### DATA FOR THIS EXERCISE

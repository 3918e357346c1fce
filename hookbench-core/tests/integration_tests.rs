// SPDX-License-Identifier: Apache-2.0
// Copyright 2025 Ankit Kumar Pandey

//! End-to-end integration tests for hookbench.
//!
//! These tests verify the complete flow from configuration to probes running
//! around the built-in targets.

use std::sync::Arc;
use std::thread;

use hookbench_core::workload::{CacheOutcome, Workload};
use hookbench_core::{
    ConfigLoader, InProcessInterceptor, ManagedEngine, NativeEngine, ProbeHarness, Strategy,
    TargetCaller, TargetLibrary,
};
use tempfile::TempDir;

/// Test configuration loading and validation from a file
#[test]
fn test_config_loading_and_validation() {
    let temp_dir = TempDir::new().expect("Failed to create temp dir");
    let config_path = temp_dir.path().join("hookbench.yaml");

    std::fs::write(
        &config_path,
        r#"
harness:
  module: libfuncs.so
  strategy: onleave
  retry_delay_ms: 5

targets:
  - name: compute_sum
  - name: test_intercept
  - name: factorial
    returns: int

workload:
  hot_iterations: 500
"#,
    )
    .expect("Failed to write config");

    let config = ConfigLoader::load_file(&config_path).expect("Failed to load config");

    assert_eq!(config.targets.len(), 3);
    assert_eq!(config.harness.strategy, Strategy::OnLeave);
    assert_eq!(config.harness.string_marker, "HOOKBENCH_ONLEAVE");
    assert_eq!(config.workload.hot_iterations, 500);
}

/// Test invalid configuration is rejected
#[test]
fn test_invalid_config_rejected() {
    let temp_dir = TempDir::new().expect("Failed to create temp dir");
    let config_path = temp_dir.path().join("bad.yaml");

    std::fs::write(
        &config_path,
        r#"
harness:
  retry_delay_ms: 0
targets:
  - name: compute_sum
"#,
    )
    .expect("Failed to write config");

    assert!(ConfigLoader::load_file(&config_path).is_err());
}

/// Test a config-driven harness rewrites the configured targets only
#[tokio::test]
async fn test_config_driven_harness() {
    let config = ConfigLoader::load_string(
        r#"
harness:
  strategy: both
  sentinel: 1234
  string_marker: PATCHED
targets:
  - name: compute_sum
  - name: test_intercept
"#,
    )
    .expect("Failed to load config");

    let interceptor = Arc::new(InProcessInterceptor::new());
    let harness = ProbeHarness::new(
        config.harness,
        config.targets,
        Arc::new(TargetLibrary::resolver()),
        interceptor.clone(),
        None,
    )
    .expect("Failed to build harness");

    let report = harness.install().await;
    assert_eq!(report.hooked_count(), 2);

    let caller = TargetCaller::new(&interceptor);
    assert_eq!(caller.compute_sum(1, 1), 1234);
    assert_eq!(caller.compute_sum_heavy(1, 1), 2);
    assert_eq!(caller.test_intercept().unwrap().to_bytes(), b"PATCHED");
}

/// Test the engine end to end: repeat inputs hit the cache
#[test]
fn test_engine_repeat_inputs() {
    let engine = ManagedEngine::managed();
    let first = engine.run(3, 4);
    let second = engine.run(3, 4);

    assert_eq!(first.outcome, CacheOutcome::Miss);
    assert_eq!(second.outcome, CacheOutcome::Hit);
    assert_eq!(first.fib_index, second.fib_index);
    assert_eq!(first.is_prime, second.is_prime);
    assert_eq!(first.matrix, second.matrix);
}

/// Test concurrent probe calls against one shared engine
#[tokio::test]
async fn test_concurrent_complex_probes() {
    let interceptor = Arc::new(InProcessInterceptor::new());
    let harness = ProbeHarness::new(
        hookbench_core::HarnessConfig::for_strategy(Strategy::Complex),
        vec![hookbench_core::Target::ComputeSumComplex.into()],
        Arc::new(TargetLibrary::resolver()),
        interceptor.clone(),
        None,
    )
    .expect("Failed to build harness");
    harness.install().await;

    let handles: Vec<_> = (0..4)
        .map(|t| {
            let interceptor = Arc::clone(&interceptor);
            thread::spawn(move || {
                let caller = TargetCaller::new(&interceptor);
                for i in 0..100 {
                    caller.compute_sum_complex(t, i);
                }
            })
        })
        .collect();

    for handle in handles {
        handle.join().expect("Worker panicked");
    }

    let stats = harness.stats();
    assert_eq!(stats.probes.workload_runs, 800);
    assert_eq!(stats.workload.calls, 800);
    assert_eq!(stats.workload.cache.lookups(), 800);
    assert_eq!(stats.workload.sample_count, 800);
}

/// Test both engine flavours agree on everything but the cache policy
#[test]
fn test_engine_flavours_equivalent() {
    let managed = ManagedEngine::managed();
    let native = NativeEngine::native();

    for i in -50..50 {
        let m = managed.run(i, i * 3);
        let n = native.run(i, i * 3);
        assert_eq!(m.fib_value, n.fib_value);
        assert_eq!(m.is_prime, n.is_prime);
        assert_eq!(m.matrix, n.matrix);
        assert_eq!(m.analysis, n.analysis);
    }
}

### PROBLEM DESCRIPTION
Set down only the line containing "assert_eq!(m.is_prime, n.is_prime);" and the lines after it through the end, exactly as they appear above.

### REPLY
        assert_eq!(m.is_prime, n.is_prime);
        assert_eq!(m.matrix, n.matrix);
        assert_eq!(m.analysis, n.analysis);
    }
}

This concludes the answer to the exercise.